Reputation: 1326
Apologies if this turns out to be a very specific problem, which may not generalise to that of others'.
Background
I hope to do some sentiment analysis, starting from the basic binary matching of words from a lexicon, and then moving towards some more complex form of Sentiment Analysis, making use of grammatical rules, etc.
Problem
To do some binary matching - which will form the first phase of Sentiment Analysis - I am provided with two tables, one containing words, and the other containing Parts-Of-Speech for these words.
V1 V2 V3 V4 V5
1 R is fantastic language <NA>
2 Java is far from good
3 Data mining is fascinating <NA>
V1 V2 V3 V4 V5
1 NN VBZ JJ NN <NA>
2 NNP VBZ RB IN JJ
3 NNP NN VBZ JJ <NA>
I would like to carry out some basic Sentiment Analysis as follows: I want to apply a function that takes two arguments, a word (from the 1st data frame) and its corresponding POS tag (from the second) to determine which list words to use in determining positive/negative orientation of a word. For example, the word fantastic would be extracted along with the POS tag 'JJ', and so the list of adjectives alone would be inspected for presence/absence of this word.
Eventually, I would like to end up with a data frame that shows the result of matching:
V1 V2 V3 V4 V5
1 0 0 1 0 <NA>
2 0 0 -1 0 1
3 0 0 0 1 <NA>
I tried formulating my own code, but kept getting an error, after which I felt this was not going to work.
#test sentences
sentences<- as.list(c("R is fantastic language", "Java is far from good", "Data mining is fascinating"))
#using the OpenNLP package
require(openNLP)
#perform tagging
taggedSentences<- tagPOS(sentences)
#split to words
individualWords<- unname(sapply(taggedSentences, function(x){strsplit(x,split=" ")}))
#Strip Tags
individualWordsClean<- unname(sapply(individualWords, function(x){gsub("/.+","",x)}))
#Strip words
individualTags<- unname(sapply(individualWords, function(x){gsub(".+/","",x)}))

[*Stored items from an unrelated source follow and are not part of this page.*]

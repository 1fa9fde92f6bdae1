use crossterm::event::{self, Event, KeyCode, KeyEventKind, KeyModifiers, MouseButton, MouseEventKind};
use log::warn;

/// TUI-specific input events
#[derive(Debug, Clone, PartialEq)]
pub enum TuiEvent {
    // Application-level
    ForceQuit,      // Ctrl+C
    NewSession,     // Ctrl+N
    OpenHistory,    // Ctrl+O
    RecognizeDraft, // Ctrl+K
    Escape,
    Resize,

    // Editing
    Submit,
    InputChar(char),
    Paste(String), // Bracketed paste - preserves newlines
    Backspace,
    Delete,
    CursorLeft,
    CursorRight,
    CursorUp,
    CursorDown,
    CursorHome,
    CursorEnd,

    // Scrolling
    ScrollUp,
    ScrollDown,
    ScrollPageUp,
    ScrollPageDown,

    // Mouse
    MouseMove(u16, u16),
    MouseClick(u16, u16),
}

/// Poll for an event without blocking (returns immediately)
pub fn poll_event_immediate() -> Option<TuiEvent> {
    poll_event_timeout(std::time::Duration::ZERO)
}

/// Poll for an event, blocking up to `timeout`.
pub fn poll_event_timeout(timeout: std::time::Duration) -> Option<TuiEvent> {
    match event::poll(timeout) {
        Ok(true) => {}
        Ok(false) => return None,
        Err(e) => {
            warn!("Event poll failed: {}", e);
            return None;
        }
    }
    match event::read() {
        Ok(event) => translate(event),
        Err(e) => {
            warn!("Event read failed: {}", e);
            None
        }
    }
}

fn translate(event: Event) -> Option<TuiEvent> {
    match event {
        Event::Key(key_event) => {
            // With keyboard enhancement enabled, releases are reported too
            if key_event.kind == KeyEventKind::Release {
                return None;
            }
            log::trace!("Key event: {:?} with modifiers {:?}", key_event.code, key_event.modifiers);
            match (key_event.modifiers, key_event.code) {
                (KeyModifiers::CONTROL, KeyCode::Char('c')) => Some(TuiEvent::ForceQuit),
                (KeyModifiers::CONTROL, KeyCode::Char('n')) => Some(TuiEvent::NewSession),
                (KeyModifiers::CONTROL, KeyCode::Char('o')) => Some(TuiEvent::OpenHistory),
                (KeyModifiers::CONTROL, KeyCode::Char('k')) => Some(TuiEvent::RecognizeDraft),
                // Ctrl+J inserts newline (ASCII LF; Ctrl+Enter sends this in most terminals)
                (KeyModifiers::CONTROL, KeyCode::Char('j')) => Some(TuiEvent::InputChar('\n')),
                (KeyModifiers::SHIFT, KeyCode::Enter) => Some(TuiEvent::InputChar('\n')),
                (_, KeyCode::Char(c)) => Some(TuiEvent::InputChar(c)),
                (_, KeyCode::Enter) => Some(TuiEvent::Submit),
                (_, KeyCode::Backspace) => Some(TuiEvent::Backspace),
                (_, KeyCode::Delete) => Some(TuiEvent::Delete),
                (_, KeyCode::Esc) => Some(TuiEvent::Escape),
                (_, KeyCode::Left) => Some(TuiEvent::CursorLeft),
                (_, KeyCode::Right) => Some(TuiEvent::CursorRight),
                (_, KeyCode::Up) => Some(TuiEvent::CursorUp),
                (_, KeyCode::Down) => Some(TuiEvent::CursorDown),
                (_, KeyCode::Home) => Some(TuiEvent::CursorHome),
                (_, KeyCode::End) => Some(TuiEvent::CursorEnd),
                (_, KeyCode::PageUp) => Some(TuiEvent::ScrollPageUp),
                (_, KeyCode::PageDown) => Some(TuiEvent::ScrollPageDown),
                _ => None,
            }
        }
        Event::Mouse(mouse_event) => match mouse_event.kind {
            MouseEventKind::Moved => Some(TuiEvent::MouseMove(mouse_event.column, mouse_event.row)),
            MouseEventKind::Down(MouseButton::Left) => {
                Some(TuiEvent::MouseClick(mouse_event.column, mouse_event.row))
            }
            MouseEventKind::ScrollUp => Some(TuiEvent::ScrollUp),
            MouseEventKind::ScrollDown => Some(TuiEvent::ScrollDown),
            _ => None,
        },
        Event::Paste(data) => Some(TuiEvent::Paste(data)),
        Event::Resize(_, _) => Some(TuiEvent::Resize),
        _ => None,
    }
}

#[cfg(test)]
mod tests {
    use super::*;
    use crossterm::event::{KeyEvent, KeyEventState};

    fn key(code: KeyCode, modifiers: KeyModifiers) -> Event {
        Event::Key(KeyEvent {
            code,
            modifiers,
            kind: KeyEventKind::Press,
            state: KeyEventState::NONE,
        })
    }

    #[test]
    fn control_shortcuts() {
        assert_eq!(
            translate(key(KeyCode::Char('o'), KeyModifiers::CONTROL)),
            Some(TuiEvent::OpenHistory)
        );
        assert_eq!(
            translate(key(KeyCode::Char('n'), KeyModifiers::CONTROL)),
            Some(TuiEvent::NewSession)
        );
        assert_eq!(
            translate(key(KeyCode::Char('c'), KeyModifiers::CONTROL)),
            Some(TuiEvent::ForceQuit)
        );
    }

    #[test]
    fn plain_and_shifted_chars_are_input() {
        assert_eq!(
            translate(key(KeyCode::Char('o'), KeyModifiers::NONE)),
            Some(TuiEvent::InputChar('o'))
        );
        assert_eq!(
            translate(key(KeyCode::Char('O'), KeyModifiers::SHIFT)),
            Some(TuiEvent::InputChar('O'))
        );
    }

    #[test]
    fn shift_enter_inserts_newline() {
        assert_eq!(
            translate(key(KeyCode::Enter, KeyModifiers::SHIFT)),
            Some(TuiEvent::InputChar('\n'))
        );
        assert_eq!(
            translate(key(KeyCode::Enter, KeyModifiers::NONE)),
            Some(TuiEvent::Submit)
        );
    }

    #[test]
    fn key_release_is_ignored() {
        let release = Event::Key(KeyEvent {
            code: KeyCode::Char('a'),
            modifiers: KeyModifiers::NONE,
            kind: KeyEventKind::Release,
            state: KeyEventState::NONE,
        });
        assert_eq!(translate(release), None);
    }
}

#create a dataframe for words; courtesy @trinker
numberRow<- length(individualWords)
numberCol<- unname(sapply(individualWords, length))
df1<- as.data.frame(matrix(nrow=numberRow, ncol=max(numberCol)))
for (i in 1:numberRow){
df1[i,1:numberCol[i]]<- individualWordsClean [[i]]
}
#create a dataframe for tags; courtesy @trinker
numberRow<- length(individualWords)
numberCol<- unname(sapply(individualTags, length))
df2<- as.data.frame(matrix(nrow=numberRow, ncol=max(numberCol)))
for (i in 1:numberRow){
df2[i,1:numberCol[i]]<- individualTags [[i]]
}
#Create negative/positive words' lists
posAdj<- c("fantastic","fascinating","good")
negAdj<- c("bad","poor")
posNoun<- "R"
negNoun<- "Java"
#Function to match words and assign sentiment score
checkLexicon<- function(word,tag){
if (grep("JJ|JJR|JJS",tag)){
ifelse(word %in% posAdj, +1, ifelse(word %in% negAdj, -1, 0))
}
else if(grep("NN|NNP|NNPS|NNS",tag)){
ifelse(word %in% posNoun, +1, ifelse(word %in% negNoun, -1, 0))
}
else if(grep("VBZ",tag)){
ifelse(word %in% "is","ok","none")
}
else if(grep("RB",tag)){
ifelse(word %in% "not",-1,0)
}
else if(grep("IN",tag)){
ifelse(word %in% "far",-1,0)
}
}
#Method to output a single value when used in conjuction with apply
justShow<- function(x){
x
}
#Main method that intends to extract word/POS tag pair, and determine sentiment score
mapply(FUN=checkLexicon, word=apply(df1,2,justShow),tag=apply(df2,2,justShow))
Unfortunately, I have had no success with this method, and the error received is
Error in if (grep("JJ|JJR|JJS", tag)) { : argument is of length zero
I am relatively new to R, but it seems that I am unable to use the apply
function here, as it returns no argument to the mapply
function. Also, I am not sure if mapply will actually produce another data frame.
Please do criticise/advise. Thanks
PS. Link to TRinker's notes on R for those interested.
Upvotes: 1
Views: 443
Reputation: 1326
The mistake was attempting to use grep
as grepl
. This was corrected after Joran pointed it out.
The working function is as follows.
>df1
V1 V2 V3 V4 V5
1 R is fantastic language <NA>
2 Java is far from good
3 Data mining is fascinating <NA>
>df2
V1 V2 V3 V4 V5
1 NN VBZ JJ NN <NA>
2 NNP VBZ RB IN JJ
3 NNP NN VBZ JJ <NA>
#Function to match words and assign sentiment score
checkLexicon<- function(word,tag){
if (grepl("JJ|JJR|JJS",tag)){
ifelse(word %in% posAdj, +1, ifelse(word %in% negAdj, -1, 0))
}
else if(grepl("NN|NNP|NNPS|NNS",tag)){
ifelse(word %in% posNoun, +1, ifelse(word %in% negNoun, -1, 0))
}
else if(grepl("VBZ",tag)){
ifelse(word %in% "is","ok","none")
}
else if(grepl("RB",tag)){
ifelse(word %in% "not",-1,0)
}
else if(grepl("IN",tag)){
ifelse(word %in% "far",-1,0)
}
}
#Method to output a single value when used in conjuction with apply
justShow<- function(x){
x
}
#Main method that intends to extract word/POS tag pair, and determine sentiment score
myObject<- mapply(FUN=checkLexicon, word=apply(df1,2,justShow),tag=apply(df2,2,justShow))
#Shaping the final dataframe
scoredDF<- as.data.frame(matrix(myObject,nrow=3))
V1 V2 V3 V4 V5
1 1 ok 1 0 NULL
2 -1 ok 0 0 1
3 0 0 ok 1 NULL
Upvotes: 1